[Entries taken from a collection]
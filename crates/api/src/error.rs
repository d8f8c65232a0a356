//! API error types with HTTP response mapping.

use axum::http::StatusCode;
use axum::response::{IntoResponse, Response};
use domain::DomainError;

/// API-level error type that maps to HTTP responses.
#[derive(Debug)]
pub enum ApiError {
    /// Request input failed validation.
    BadRequest(String),

    /// Ordering logic error.
    Domain(DomainError),
}

impl IntoResponse for ApiError {
    fn into_response(self) -> Response {
        let (status, message) = match self {
            ApiError::BadRequest(msg) => (StatusCode::BAD_REQUEST, msg),
            ApiError::Domain(err) => domain_error_to_response(err),
        };

        if status.is_server_error() {
            tracing::error!(%status, error = %message, "request failed");
        }

        let body = serde_json::json!({ "error": message });
        (status, axum::Json(body)).into_response()
    }
}

fn domain_error_to_response(err: DomainError) -> (StatusCode, String) {
    match &err {
        DomainError::ProductNotFound(_) | DomainError::OrderNotFound(_) => {
            (StatusCode::NOT_FOUND, err.to_string())
        }
        DomainError::NoActiveOrder => (StatusCode::BAD_REQUEST, err.to_string()),
        DomainError::AmountOverflow(_) => (StatusCode::UNPROCESSABLE_ENTITY, err.to_string()),
        DomainError::Payment(_) => (StatusCode::BAD_GATEWAY, err.to_string()),
        DomainError::Store(_) => (StatusCode::INTERNAL_SERVER_ERROR, err.to_string()),
    }
}

impl From<DomainError> for ApiError {
    fn from(err: DomainError) -> Self {
        ApiError::Domain(err)
    }
}
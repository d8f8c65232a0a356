//! Payment gateway adapters.
//!
//! The storefront never talks to a payment provider beyond a single
//! request: "open a hosted checkout for this amount and give me the URL
//! to send the customer to". The provider later redirects the customer
//! back to one of two return URLs chosen by the caller.

pub mod error;
pub mod gateway;
pub mod memory;
pub mod stripe;

pub use error::{PaymentError, Result};
pub use gateway::{CheckoutRequest, CheckoutSession, PaymentGateway};
pub use memory::InMemoryPaymentGateway;
pub use stripe::StripeGateway;
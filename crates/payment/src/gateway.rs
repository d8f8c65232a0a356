//! Gateway trait and request/response types.

use async_trait::async_trait;
use common::{Money, OrderId};

use crate::error::Result;

/// Everything a gateway needs to open a hosted checkout for one order.
#[derive(Debug, Clone, PartialEq, Eq)]
pub struct CheckoutRequest {
    pub order_id: OrderId,
    /// Amount in the currency's minor unit (cents for USD).
    pub amount_minor: i64,
    /// ISO currency code, e.g. `"USD"`.
    pub currency: String,
    /// Label shown on the hosted checkout page.
    pub product_name: String,
    /// Where the gateway sends the customer after a successful payment.
    pub success_url: String,
    /// Where the gateway sends the customer after abandoning the checkout.
    pub cancel_url: String,
}

impl CheckoutRequest {
    /// Builds a single-line USD checkout for an order total.
    pub fn for_order(order_id: OrderId, total: Money, base_url: &str) -> Self {
        let base_url = base_url.trim_end_matches('/');
        Self {
            order_id,
            amount_minor: total.cents(),
            currency: "USD".to_string(),
            product_name: format!("Order {order_id}"),
            success_url: format!("{base_url}/successful_payment/"),
            cancel_url: format!("{base_url}/cancelled_payment/"),
        }
    }
}

/// A hosted checkout opened by the gateway.
#[derive(Debug, Clone, PartialEq, Eq)]
pub struct CheckoutSession {
    /// Gateway-assigned session id.
    pub id: String,
    /// URL the customer must be redirected to.
    pub url: String,
}

/// Trait for hosted-checkout payment providers.
#[async_trait]
pub trait PaymentGateway: Send + Sync {
    /// Returns false when the gateway has no credentials and real checkout
    /// sessions cannot be created.
    fn is_configured(&self) -> bool;

    /// Opens a hosted checkout session.
    async fn create_checkout_session(&self, request: CheckoutRequest) -> Result<CheckoutSession>;
}
use async_trait::async_trait;

use crate::{
    Money, NewProduct, Order, OrderId, OrderItem, OrderItemId, OrderStatus, Product, ProductId,
    Result,
};

/// Core trait for catalog and order persistence.
///
/// Lookups report a missing row as `Ok(None)` (or `Ok(false)` for
/// mutations); deciding whether that is an error belongs to the caller.
/// All implementations must be thread-safe (Send + Sync).
#[async_trait]
pub trait Store: Send + Sync {
    /// Lists every product in the catalog, ordered by id.
    async fn list_products(&self) -> Result<Vec<Product>>;

    /// Retrieves a single product.
    async fn get_product(&self, product_id: ProductId) -> Result<Option<Product>>;

    /// Adds a product to the catalog.
    ///
    /// The ordering flow never calls this; it exists for seeding.
    async fn create_product(&self, product: NewProduct) -> Result<Product>;

    /// Creates an empty order in the `pending` status.
    async fn create_order(&self) -> Result<Order>;

    /// Retrieves an order header.
    async fn get_order(&self, order_id: OrderId) -> Result<Option<Order>>;

    /// Overwrites the status of an order.
    ///
    /// Returns false if the order does not exist.
    async fn set_order_status(&self, order_id: OrderId, status: OrderStatus) -> Result<bool>;

    /// Deletes an order together with all of its items.
    ///
    /// Returns false if the order does not exist.
    async fn delete_order(&self, order_id: OrderId) -> Result<bool>;

    /// Lists the items of an order, ordered by id.
    async fn list_order_items(&self, order_id: OrderId) -> Result<Vec<OrderItem>>;

    /// Finds the item linking `order_id` to `product_id`, if any.
    async fn find_order_item(
        &self,
        order_id: OrderId,
        product_id: ProductId,
    ) -> Result<Option<OrderItem>>;

    /// Inserts a new item. No uniqueness check is performed.
    async fn create_order_item(
        &self,
        order_id: OrderId,
        product_id: ProductId,
        quantity: u32,
    ) -> Result<OrderItem>;

    /// Sets the quantity of an existing item.
    ///
    /// Returns false if the item does not exist.
    async fn update_order_item_quantity(&self, item_id: OrderItemId, quantity: u32)
    -> Result<bool>;

    /// Deletes an item.
    ///
    /// Returns false if the item does not exist.
    async fn delete_order_item(&self, item_id: OrderItemId) -> Result<bool>;

    /// Counts the items of an order.
    async fn count_order_items(&self, order_id: OrderId) -> Result<u64>;

    /// Sums quantity × product price over the items of an order.
    ///
    /// Zero for an order without items or an unknown order.
    async fn order_total(&self, order_id: OrderId) -> Result<Money>;
}
//! Shared identifiers and value types for the storefront workspace.

pub mod money;
pub mod status;
pub mod types;

pub use money::{AmountOverflow, Money};
pub use status::{OrderStatus, UnknownStatus};
pub use types::{OrderId, OrderItemId, ProductId, SessionId};
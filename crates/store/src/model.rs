//! Rows held by the catalog and order stores.

use chrono::{DateTime, Utc};
use common::{Money, OrderId, OrderItemId, OrderStatus, ProductId};
use serde::{Deserialize, Serialize};

/// A catalog product. Read-only from the ordering flow.
#[derive(Debug, Clone, PartialEq, Eq, Serialize, Deserialize)]
pub struct Product {
    pub id: ProductId,
    pub name: String,
    pub description: String,
    pub price: Money,
}

/// Fields of a product that has not been stored yet.
#[derive(Debug, Clone, PartialEq, Eq)]
pub struct NewProduct {
    pub name: String,
    pub description: String,
    pub price: Money,
}

impl NewProduct {
    pub fn new(name: impl Into<String>, description: impl Into<String>, price: Money) -> Self {
        Self {
            name: name.into(),
            description: description.into(),
            price,
        }
    }
}

/// An order header. Its items live in their own table and its total is
/// always derived from them.
#[derive(Debug, Clone, PartialEq, Eq, Serialize, Deserialize)]
pub struct Order {
    pub id: OrderId,
    pub status: OrderStatus,
    pub created_at: DateTime<Utc>,
}

/// A (order, product, quantity) association.
#[derive(Debug, Clone, PartialEq, Eq, Serialize, Deserialize)]
pub struct OrderItem {
    pub id: OrderItemId,
    pub order_id: OrderId,
    pub product_id: ProductId,
    pub quantity: u32,
}
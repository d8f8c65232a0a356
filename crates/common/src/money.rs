//! Monetary amounts.

use serde::{Deserialize, Serialize};
use thiserror::Error;

/// Returned when an amount no longer fits in a signed 64-bit cent count.
#[derive(Debug, Clone, Copy, PartialEq, Eq, Error)]
#[error("Amount exceeds the supported range")]
pub struct AmountOverflow;

/// Money amount represented in cents to avoid floating point issues.
///
/// Catalog prices carry two decimal places, so a cent count represents
/// them exactly and doubles as the gateway's minor-unit amount.
#[derive(
    Debug, Clone, Copy, PartialEq, Eq, PartialOrd, Ord, Hash, Default, Serialize, Deserialize,
)]
#[serde(transparent)]
pub struct Money {
    cents: i64,
}

impl Money {
    /// Creates a new Money amount from cents.
    pub fn from_cents(cents: i64) -> Self {
        Self { cents }
    }

    /// Returns zero money.
    pub fn zero() -> Self {
        Self { cents: 0 }
    }

    /// Returns the amount in cents.
    pub fn cents(&self) -> i64 {
        self.cents
    }

    /// Returns the dollar portion (whole number).
    pub fn dollars(&self) -> i64 {
        self.cents / 100
    }

    /// Returns the cents portion (remainder after dollars).
    pub fn cents_part(&self) -> i64 {
        self.cents.abs() % 100
    }

    pub fn is_zero(&self) -> bool {
        self.cents == 0
    }

    pub fn is_negative(&self) -> bool {
        self.cents < 0
    }

    /// Multiplies by a quantity.
    pub fn checked_multiply(&self, quantity: u32) -> Result<Money, AmountOverflow> {
        self.cents
            .checked_mul(i64::from(quantity))
            .map(Money::from_cents)
            .ok_or(AmountOverflow)
    }

    pub fn checked_add(&self, other: Money) -> Result<Money, AmountOverflow> {
        self.cents
            .checked_add(other.cents)
            .map(Money::from_cents)
            .ok_or(AmountOverflow)
    }

    /// Sums amounts, failing instead of wrapping.
    pub fn checked_sum<I>(amounts: I) -> Result<Money, AmountOverflow>
    where
        I: IntoIterator<Item = Money>,
    {
        amounts
            .into_iter()
            .try_fold(Money::zero(), |acc, amount| acc.checked_add(amount))
    }

    /// Formats the amount as a plain decimal string, e.g. `"12.34"`.
    pub fn to_decimal_string(&self) -> String {
        let sign = if self.cents < 0 { "-" } else { "" };
        format!("{sign}{}.{:02}", self.dollars().abs(), self.cents_part())
    }
}

impl std::fmt::Display for Money {
    fn fmt(&self, f: &mut std::fmt::Formatter<'_>) -> std::fmt::Result {
        if self.cents < 0 {
            write!(f, "-${}.{:02}", self.dollars().abs(), self.cents_part())
        } else {
            write!(f, "${}.{:02}", self.dollars(), self.cents_part())
        }
    }
}
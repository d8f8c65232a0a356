//! Application configuration loaded from environment variables.

use std::time::Duration;

use thiserror::Error;

/// Raised when an environment variable holds an unusable value.
#[derive(Debug, Error)]
pub enum ConfigError {
    #[error("Invalid {name}: {value:?} ({reason})")]
    Invalid {
        name: &'static str,
        value: String,
        reason: String,
    },
}

/// Server configuration with sensible defaults.
///
/// Reads from environment variables (after loading a `.env` file, if any):
/// - `HOST`: bind address (default: `"0.0.0.0"`)
/// - `PORT`: listen port (default: `3000`)
/// - `RUST_LOG`: tracing filter directive (default: `"info"`)
/// - `DATABASE_URL`: PostgreSQL URL; unset means the in-memory store
/// - `SEED_CATALOG`: seed the demo catalog into an empty database (default: `false`)
/// - `STRIPE_SECRET_KEY`: gateway key; empty disables real checkouts
/// - `STRIPE_API_BASE`: gateway API host (default: `"https://api.stripe.com"`)
/// - `BASE_URL`: public URL for gateway return links (default: `"http://127.0.0.1:{PORT}"`)
/// - `SESSION_TTL_SECS`: idle time before a cart binding is forgotten (default: two weeks)
#[derive(Clone)]
pub struct Config {
    pub host: String,
    pub port: u16,
    pub log_level: String,
    pub database_url: Option<String>,
    pub seed_catalog: bool,
    pub stripe_secret_key: String,
    pub stripe_api_base: String,
    pub base_url: String,
    pub session_ttl: Duration,
}

impl std::fmt::Debug for Config {
    fn fmt(&self, f: &mut std::fmt::Formatter<'_>) -> std::fmt::Result {
        f.debug_struct("Config")
            .field("host", &self.host)
            .field("port", &self.port)
            .field("log_level", &self.log_level)
            .field("database_url", &self.database_url.as_ref().map(|_| "[REDACTED]"))
            .field("seed_catalog", &self.seed_catalog)
            .field("payments_enabled", &self.payments_enabled())
            .field("stripe_api_base", &self.stripe_api_base)
            .field("base_url", &self.base_url)
            .field("session_ttl", &self.session_ttl)
            .finish()
    }
}

impl Config {
    /// Loads configuration from the process environment, falling back to defaults.
    pub fn from_env() -> Result<Self, ConfigError> {
        dotenvy::dotenv().ok();
        Self::from_vars(|name| std::env::var(name).ok())
    }

    /// Loads configuration through an arbitrary variable lookup.
    pub fn from_vars<F>(lookup: F) -> Result<Self, ConfigError>
    where
        F: Fn(&str) -> Option<String>,
    {
        let defaults = Self::default();
        let non_empty = |name: &str| lookup(name).filter(|v| !v.trim().is_empty());

        let port = match non_empty("PORT") {
            Some(value) => value.trim().parse().map_err(|e: std::num::ParseIntError| {
                ConfigError::Invalid {
                    name: "PORT",
                    value,
                    reason: e.to_string(),
                }
            })?,
            None => defaults.port,
        };

        let seed_catalog = match non_empty("SEED_CATALOG") {
            Some(value) => value.trim().parse().map_err(|e: std::str::ParseBoolError| {
                ConfigError::Invalid {
                    name: "SEED_CATALOG",
                    value,
                    reason: e.to_string(),
                }
            })?,
            None => defaults.seed_catalog,
        };

        let session_ttl = match non_empty("SESSION_TTL_SECS") {
            Some(value) => value
                .trim()
                .parse()
                .map(Duration::from_secs)
                .map_err(|e: std::num::ParseIntError| ConfigError::Invalid {
                    name: "SESSION_TTL_SECS",
                    value,
                    reason: e.to_string(),
                })?,
            None => defaults.session_ttl,
        };

        Ok(Self {
            host: non_empty("HOST").unwrap_or(defaults.host),
            port,
            log_level: non_empty("RUST_LOG").unwrap_or(defaults.log_level),
            database_url: non_empty("DATABASE_URL"),
            seed_catalog,
            stripe_secret_key: lookup("STRIPE_SECRET_KEY").unwrap_or_default(),
            stripe_api_base: non_empty("STRIPE_API_BASE").unwrap_or(defaults.stripe_api_base),
            base_url: non_empty("BASE_URL")
                .map(|url| url.trim_end_matches('/').to_string())
                .unwrap_or_else(|| format!("http://127.0.0.1:{port}")),
            session_ttl,
        })
    }

    /// Returns the `"host:port"` bind address string.
    pub fn addr(&self) -> String {
        format!("{}:{}", self.host, self.port)
    }

    /// Returns true when a gateway secret key is present.
    pub fn payments_enabled(&self) -> bool {
        !self.stripe_secret_key.trim().is_empty()
    }
}

impl Default for Config {
    fn default() -> Self {
        Self {
            host: "0.0.0.0".to_string(),
            port: 3000,
            log_level: "info".to_string(),
            database_url: None,
            seed_catalog: false,
            stripe_secret_key: String::new(),
            stripe_api_base: payment::stripe::DEFAULT_API_BASE.to_string(),
            base_url: "http://127.0.0.1:3000".to_string(),
            session_ttl: Duration::from_secs(14 * 24 * 60 * 60),
        }
    }
}
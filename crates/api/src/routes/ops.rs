//! Health and metrics endpoints.

use std::sync::Arc;

use axum::Json;
use axum::extract::State;
use axum::http::{StatusCode, header};
use axum::response::IntoResponse;
use metrics_exporter_prometheus::PrometheusHandle;
use payment::PaymentGateway;
use serde::Serialize;
use store::Store;

use crate::AppState;

#[derive(Serialize)]
pub struct HealthResponse {
    pub status: &'static str,
    pub payments: &'static str,
}

/// GET /health: liveness plus whether real checkouts are enabled.
pub async fn health<S: Store + 'static, G: PaymentGateway + 'static>(
    State(state): State<Arc<AppState<S, G>>>,
) -> Json<HealthResponse> {
    let payments = if state.ordering.gateway().is_configured() {
        "enabled"
    } else {
        "disabled"
    };
    Json(HealthResponse {
        status: "ok",
        payments,
    })
}

/// GET /metrics: Prometheus text exposition.
pub async fn metrics(State(handle): State<PrometheusHandle>) -> impl IntoResponse {
    (
        StatusCode::OK,
        [(
            header::CONTENT_TYPE,
            "text/plain; version=0.0.4; charset=utf-8",
        )],
        handle.render(),
    )
}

*What is required*: Return a word-for-word copy of the lines above from the one holding "pub fn is_zero(&self)" through the one holding "the in-memory store", with both of them included and nothing besides.

*Response for this exercise*:
    pub fn is_zero(&self) -> bool {
        self.cents == 0
    }

    pub fn is_negative(&self) -> bool {
        self.cents < 0
    }

    /// Multiplies by a quantity.
    pub fn checked_multiply(&self, quantity: u32) -> Result<Money, AmountOverflow> {
        self.cents
            .checked_mul(i64::from(quantity))
            .map(Money::from_cents)
            .ok_or(AmountOverflow)
    }

    pub fn checked_add(&self, other: Money) -> Result<Money, AmountOverflow> {
        self.cents
            .checked_add(other.cents)
            .map(Money::from_cents)
            .ok_or(AmountOverflow)
    }

    /// Sums amounts, failing instead of wrapping.
    pub fn checked_sum<I>(amounts: I) -> Result<Money, AmountOverflow>
    where
        I: IntoIterator<Item = Money>,
    {
        amounts
            .into_iter()
            .try_fold(Money::zero(), |acc, amount| acc.checked_add(amount))
    }

    /// Formats the amount as a plain decimal string, e.g. `"12.34"`.
    pub fn to_decimal_string(&self) -> String {
        let sign = if self.cents < 0 { "-" } else { "" };
        format!("{sign}{}.{:02}", self.dollars().abs(), self.cents_part())
    }
}

impl std::fmt::Display for Money {
    fn fmt(&self, f: &mut std::fmt::Formatter<'_>) -> std::fmt::Result {
        if self.cents < 0 {
            write!(f, "-${}.{:02}", self.dollars().abs(), self.cents_part())
        } else {
            write!(f, "${}.{:02}", self.dollars(), self.cents_part())
        }
    }
}
repository d8f8c65232a0a356
//! Application configuration loaded from environment variables.

use std::time::Duration;

use thiserror::Error;

/// Raised when an environment variable holds an unusable value.
#[derive(Debug, Error)]
pub enum ConfigError {
    #[error("Invalid {name}: {value:?} ({reason})")]
    Invalid {
        name: &'static str,
        value: String,
        reason: String,
    },
}

/// Server configuration with sensible defaults.
///
/// Reads from environment variables (after loading a `.env` file, if any):
/// - `HOST`: bind address (default: `"0.0.0.0"`)
/// - `PORT`: listen port (default: `3000`)
/// - `RUST_LOG`: tracing filter directive (default: `"info"`)
/// - `DATABASE_URL`: PostgreSQL URL; unset means the in-memory store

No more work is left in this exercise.